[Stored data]
------------------------------------------------------------------------
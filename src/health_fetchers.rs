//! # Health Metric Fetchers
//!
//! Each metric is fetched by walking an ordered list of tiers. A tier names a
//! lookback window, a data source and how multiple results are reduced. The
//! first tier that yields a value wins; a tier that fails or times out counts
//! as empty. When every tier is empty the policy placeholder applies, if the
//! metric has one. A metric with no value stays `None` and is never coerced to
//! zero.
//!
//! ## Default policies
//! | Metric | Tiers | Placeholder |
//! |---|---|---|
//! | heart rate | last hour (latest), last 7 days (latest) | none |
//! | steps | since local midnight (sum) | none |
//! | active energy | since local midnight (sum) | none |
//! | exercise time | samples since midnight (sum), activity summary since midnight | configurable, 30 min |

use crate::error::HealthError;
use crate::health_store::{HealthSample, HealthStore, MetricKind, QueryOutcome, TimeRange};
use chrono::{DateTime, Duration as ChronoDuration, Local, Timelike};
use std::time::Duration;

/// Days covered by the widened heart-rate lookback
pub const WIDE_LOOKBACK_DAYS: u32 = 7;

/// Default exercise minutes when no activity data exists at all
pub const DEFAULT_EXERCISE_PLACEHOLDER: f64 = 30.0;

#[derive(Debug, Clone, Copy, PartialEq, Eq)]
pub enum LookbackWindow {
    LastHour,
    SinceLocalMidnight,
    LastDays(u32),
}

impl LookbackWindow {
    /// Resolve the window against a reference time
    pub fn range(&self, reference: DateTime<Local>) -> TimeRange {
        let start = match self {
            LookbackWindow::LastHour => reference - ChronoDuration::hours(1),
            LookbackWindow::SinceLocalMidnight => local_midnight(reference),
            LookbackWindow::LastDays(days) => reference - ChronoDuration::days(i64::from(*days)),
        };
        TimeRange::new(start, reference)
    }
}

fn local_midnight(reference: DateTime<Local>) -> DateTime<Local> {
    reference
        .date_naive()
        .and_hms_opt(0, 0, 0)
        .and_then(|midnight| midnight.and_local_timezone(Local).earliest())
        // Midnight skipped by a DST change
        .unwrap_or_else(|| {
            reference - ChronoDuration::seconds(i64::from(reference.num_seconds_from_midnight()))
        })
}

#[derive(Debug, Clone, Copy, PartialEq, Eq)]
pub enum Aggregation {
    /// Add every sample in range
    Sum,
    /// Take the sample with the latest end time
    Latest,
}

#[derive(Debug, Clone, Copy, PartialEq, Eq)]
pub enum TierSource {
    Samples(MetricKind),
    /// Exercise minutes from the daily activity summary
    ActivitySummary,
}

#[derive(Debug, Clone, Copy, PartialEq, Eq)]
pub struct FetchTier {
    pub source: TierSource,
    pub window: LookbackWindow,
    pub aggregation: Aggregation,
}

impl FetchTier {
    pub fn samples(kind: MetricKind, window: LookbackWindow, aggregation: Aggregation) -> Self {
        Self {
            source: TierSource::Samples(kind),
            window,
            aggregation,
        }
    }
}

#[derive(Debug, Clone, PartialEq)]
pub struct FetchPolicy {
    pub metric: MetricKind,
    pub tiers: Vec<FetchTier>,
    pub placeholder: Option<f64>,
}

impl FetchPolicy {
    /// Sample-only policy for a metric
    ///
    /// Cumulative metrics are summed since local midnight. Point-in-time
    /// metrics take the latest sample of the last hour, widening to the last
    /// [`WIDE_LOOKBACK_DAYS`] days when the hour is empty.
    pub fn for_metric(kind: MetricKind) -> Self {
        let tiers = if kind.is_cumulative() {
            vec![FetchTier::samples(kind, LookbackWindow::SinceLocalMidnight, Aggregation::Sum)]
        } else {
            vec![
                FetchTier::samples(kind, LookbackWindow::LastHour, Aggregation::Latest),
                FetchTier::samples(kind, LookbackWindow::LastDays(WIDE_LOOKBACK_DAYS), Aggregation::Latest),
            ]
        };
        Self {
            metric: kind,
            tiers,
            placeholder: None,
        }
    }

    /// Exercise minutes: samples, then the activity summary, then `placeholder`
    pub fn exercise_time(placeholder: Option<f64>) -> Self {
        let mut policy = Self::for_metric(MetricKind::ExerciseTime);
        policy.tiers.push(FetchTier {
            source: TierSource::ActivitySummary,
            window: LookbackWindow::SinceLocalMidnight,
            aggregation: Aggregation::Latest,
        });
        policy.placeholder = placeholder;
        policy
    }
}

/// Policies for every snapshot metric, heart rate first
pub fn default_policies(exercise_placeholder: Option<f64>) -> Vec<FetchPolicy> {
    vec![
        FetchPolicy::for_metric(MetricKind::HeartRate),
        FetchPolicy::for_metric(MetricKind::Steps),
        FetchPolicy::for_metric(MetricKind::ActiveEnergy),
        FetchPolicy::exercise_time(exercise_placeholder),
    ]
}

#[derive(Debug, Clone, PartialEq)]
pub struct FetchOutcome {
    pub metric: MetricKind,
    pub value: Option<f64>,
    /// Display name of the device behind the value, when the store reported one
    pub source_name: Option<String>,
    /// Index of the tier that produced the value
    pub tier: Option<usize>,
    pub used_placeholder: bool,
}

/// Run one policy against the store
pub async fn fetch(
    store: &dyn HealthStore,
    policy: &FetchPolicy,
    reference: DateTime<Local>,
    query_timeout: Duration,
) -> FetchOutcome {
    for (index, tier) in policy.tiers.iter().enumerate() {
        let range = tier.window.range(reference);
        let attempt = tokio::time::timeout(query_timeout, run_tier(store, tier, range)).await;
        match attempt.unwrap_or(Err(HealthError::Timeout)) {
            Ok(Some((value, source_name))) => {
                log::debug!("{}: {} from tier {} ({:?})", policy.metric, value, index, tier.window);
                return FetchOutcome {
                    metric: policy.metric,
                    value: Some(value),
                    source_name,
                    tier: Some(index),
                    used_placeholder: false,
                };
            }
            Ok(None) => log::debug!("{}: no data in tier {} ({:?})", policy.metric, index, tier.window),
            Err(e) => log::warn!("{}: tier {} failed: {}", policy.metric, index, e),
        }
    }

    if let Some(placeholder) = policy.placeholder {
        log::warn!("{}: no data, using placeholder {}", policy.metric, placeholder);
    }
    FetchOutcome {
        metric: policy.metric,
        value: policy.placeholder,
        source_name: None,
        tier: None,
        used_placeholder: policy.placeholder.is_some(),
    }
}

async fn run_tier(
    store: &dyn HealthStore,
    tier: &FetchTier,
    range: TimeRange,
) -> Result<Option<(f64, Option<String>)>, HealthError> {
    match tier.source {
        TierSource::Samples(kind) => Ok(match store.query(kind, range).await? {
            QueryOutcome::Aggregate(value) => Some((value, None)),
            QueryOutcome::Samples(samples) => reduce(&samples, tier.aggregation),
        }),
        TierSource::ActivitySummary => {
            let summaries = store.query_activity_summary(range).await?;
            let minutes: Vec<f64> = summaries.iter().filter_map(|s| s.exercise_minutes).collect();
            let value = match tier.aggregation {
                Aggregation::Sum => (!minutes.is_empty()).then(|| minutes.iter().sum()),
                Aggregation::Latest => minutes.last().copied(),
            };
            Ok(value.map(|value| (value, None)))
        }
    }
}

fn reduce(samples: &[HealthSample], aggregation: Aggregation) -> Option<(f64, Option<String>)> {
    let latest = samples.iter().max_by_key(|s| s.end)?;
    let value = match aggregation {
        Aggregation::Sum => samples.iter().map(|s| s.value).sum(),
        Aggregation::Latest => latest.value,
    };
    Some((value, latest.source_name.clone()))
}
------------------------------------------------------------------------
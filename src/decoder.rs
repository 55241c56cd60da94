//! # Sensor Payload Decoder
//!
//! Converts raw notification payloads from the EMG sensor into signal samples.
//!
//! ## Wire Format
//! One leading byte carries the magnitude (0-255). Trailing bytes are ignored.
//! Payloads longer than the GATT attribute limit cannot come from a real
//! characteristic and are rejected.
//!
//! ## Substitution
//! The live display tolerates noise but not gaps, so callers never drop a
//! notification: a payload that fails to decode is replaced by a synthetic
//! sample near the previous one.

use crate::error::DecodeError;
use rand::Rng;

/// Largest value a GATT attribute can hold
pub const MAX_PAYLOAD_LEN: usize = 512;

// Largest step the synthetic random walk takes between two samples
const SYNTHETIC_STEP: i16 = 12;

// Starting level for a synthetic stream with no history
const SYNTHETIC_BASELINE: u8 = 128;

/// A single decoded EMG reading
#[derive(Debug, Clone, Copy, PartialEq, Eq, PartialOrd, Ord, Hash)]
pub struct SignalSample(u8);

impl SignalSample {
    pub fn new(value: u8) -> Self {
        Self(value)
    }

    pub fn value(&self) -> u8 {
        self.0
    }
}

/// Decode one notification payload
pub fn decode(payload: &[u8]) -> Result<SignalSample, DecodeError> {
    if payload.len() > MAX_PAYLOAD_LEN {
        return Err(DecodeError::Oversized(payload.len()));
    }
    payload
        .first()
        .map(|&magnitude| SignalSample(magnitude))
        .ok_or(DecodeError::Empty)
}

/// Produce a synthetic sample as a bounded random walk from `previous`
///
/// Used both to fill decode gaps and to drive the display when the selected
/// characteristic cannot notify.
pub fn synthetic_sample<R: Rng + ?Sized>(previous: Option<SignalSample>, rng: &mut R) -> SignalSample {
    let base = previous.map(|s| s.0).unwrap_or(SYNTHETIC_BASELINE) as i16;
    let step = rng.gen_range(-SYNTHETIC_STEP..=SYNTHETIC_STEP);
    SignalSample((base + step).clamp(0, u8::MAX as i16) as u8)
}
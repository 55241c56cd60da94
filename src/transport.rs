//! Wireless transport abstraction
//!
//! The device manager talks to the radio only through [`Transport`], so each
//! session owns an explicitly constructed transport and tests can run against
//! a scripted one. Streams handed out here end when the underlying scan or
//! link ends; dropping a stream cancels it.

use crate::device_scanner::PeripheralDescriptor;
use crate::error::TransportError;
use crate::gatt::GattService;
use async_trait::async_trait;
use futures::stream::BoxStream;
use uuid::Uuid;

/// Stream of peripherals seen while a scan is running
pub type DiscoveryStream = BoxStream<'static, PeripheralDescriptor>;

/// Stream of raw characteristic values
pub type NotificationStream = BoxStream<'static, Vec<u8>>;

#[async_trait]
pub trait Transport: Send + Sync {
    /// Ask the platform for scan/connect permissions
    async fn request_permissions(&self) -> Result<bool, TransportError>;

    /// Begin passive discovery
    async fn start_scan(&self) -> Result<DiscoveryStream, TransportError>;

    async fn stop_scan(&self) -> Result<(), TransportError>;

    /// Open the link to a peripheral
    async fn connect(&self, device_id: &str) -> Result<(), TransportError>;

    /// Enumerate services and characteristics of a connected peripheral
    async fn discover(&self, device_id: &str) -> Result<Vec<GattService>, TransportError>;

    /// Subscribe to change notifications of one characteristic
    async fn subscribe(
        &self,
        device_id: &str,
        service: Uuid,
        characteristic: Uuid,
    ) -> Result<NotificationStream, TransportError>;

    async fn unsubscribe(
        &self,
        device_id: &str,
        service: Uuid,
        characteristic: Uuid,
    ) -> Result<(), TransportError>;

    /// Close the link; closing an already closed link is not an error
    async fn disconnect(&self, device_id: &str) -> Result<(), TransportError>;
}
------------------------------------------------------------------------
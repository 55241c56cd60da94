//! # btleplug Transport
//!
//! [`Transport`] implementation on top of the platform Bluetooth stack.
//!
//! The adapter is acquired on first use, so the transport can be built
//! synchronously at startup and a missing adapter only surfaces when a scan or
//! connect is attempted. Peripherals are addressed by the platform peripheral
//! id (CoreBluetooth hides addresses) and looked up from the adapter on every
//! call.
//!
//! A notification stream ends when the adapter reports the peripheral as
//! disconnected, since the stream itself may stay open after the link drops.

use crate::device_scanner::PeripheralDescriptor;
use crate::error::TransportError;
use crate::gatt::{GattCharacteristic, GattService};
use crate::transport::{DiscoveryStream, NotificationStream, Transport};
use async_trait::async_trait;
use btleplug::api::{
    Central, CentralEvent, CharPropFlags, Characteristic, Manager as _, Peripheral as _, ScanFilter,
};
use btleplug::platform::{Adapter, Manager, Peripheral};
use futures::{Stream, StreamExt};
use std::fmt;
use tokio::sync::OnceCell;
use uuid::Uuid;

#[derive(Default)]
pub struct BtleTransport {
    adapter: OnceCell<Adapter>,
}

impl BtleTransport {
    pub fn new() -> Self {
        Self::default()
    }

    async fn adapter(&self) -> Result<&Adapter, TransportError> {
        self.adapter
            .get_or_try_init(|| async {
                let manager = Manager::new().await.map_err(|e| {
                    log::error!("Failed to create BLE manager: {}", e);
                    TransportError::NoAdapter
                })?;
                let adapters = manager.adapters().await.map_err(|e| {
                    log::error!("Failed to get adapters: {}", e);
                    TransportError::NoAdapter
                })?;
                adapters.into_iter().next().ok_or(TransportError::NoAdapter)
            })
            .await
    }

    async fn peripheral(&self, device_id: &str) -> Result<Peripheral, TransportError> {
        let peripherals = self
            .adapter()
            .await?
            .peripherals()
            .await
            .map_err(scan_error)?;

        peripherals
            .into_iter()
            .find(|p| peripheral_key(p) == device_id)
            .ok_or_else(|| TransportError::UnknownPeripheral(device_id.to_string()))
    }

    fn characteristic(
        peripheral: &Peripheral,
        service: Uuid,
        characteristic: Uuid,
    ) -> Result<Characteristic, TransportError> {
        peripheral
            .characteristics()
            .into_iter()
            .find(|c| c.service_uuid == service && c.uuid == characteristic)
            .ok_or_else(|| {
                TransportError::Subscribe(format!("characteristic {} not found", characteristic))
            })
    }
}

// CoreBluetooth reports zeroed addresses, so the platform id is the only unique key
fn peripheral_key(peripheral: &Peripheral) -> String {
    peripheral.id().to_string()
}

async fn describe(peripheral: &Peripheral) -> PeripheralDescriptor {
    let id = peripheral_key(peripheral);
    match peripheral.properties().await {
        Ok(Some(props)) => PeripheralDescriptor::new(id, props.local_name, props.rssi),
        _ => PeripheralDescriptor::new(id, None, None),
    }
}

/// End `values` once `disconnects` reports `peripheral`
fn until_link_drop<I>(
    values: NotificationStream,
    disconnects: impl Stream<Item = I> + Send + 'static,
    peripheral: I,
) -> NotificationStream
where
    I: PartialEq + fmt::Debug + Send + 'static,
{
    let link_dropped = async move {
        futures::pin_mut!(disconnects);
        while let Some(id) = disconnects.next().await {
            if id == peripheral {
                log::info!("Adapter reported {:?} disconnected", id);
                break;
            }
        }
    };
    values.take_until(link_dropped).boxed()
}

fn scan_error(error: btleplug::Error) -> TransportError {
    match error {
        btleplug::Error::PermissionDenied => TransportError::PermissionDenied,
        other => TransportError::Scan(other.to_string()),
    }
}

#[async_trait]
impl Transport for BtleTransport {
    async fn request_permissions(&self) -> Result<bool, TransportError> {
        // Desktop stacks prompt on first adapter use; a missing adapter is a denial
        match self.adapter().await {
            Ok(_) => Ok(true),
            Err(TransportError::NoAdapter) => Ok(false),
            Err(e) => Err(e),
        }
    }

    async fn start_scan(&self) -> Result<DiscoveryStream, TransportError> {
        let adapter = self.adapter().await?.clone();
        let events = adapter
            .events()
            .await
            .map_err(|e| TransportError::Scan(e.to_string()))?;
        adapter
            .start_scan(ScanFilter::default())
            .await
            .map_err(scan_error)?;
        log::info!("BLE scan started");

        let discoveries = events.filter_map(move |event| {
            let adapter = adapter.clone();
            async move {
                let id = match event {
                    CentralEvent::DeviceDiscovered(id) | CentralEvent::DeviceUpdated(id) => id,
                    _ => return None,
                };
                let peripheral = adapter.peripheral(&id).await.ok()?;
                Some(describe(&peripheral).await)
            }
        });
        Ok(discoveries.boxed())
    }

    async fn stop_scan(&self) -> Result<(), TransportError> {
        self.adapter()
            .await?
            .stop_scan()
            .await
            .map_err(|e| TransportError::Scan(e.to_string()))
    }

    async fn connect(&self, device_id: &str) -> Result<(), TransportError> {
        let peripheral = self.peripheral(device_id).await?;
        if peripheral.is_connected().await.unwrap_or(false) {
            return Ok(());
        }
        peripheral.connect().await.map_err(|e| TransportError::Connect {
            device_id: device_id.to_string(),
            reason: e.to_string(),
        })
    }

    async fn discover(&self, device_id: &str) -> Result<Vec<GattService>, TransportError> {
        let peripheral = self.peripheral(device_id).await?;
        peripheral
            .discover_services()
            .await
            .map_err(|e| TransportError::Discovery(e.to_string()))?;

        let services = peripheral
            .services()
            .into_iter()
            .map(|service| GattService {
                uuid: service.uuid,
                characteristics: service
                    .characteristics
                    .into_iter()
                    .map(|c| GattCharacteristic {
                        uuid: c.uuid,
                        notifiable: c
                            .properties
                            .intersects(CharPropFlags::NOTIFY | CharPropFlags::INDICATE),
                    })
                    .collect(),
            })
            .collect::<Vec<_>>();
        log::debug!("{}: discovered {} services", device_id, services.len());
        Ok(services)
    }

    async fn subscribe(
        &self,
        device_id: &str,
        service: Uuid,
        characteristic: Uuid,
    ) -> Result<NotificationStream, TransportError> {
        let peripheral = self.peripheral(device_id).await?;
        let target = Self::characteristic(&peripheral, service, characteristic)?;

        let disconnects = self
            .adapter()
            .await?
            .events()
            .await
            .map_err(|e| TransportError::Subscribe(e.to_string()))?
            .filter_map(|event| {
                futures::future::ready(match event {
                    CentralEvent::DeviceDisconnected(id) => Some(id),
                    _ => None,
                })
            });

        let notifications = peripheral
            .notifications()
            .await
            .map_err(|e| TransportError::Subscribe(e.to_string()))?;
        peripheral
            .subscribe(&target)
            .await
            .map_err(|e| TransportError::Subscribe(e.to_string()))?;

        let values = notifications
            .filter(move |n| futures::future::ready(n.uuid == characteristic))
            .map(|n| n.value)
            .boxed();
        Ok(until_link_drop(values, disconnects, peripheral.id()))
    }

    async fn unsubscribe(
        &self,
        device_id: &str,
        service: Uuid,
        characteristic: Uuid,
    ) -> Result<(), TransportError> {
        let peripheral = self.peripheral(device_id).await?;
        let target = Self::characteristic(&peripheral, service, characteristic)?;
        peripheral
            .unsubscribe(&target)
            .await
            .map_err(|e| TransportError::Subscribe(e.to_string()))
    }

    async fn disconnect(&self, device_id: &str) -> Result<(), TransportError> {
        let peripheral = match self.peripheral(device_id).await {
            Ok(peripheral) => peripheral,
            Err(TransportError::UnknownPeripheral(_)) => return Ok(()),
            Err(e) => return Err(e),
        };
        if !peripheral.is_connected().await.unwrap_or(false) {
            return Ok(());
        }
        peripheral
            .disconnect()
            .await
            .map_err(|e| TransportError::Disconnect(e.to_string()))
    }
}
------------------------------------------------------------------------
The problem:
Among the entries above, copy exactly only the lines starting with the one containing "pub fn new()" and going through the one containing "let peripherals = self", both ends included.

Reply:
    pub fn new() -> Self {
        Self::default()
    }

    async fn adapter(&self) -> Result<&Adapter, TransportError> {
        self.adapter
            .get_or_try_init(|| async {
                let manager = Manager::new().await.map_err(|e| {
                    log::error!("Failed to create BLE manager: {}", e);
                    TransportError::NoAdapter
                })?;
                let adapters = manager.adapters().await.map_err(|e| {
                    log::error!("Failed to get adapters: {}", e);
                    TransportError::NoAdapter
                })?;
                adapters.into_iter().next().ok_or(TransportError::NoAdapter)
            })
            .await
    }

    async fn peripheral(&self, device_id: &str) -> Result<Peripheral, TransportError> {
        let peripherals = self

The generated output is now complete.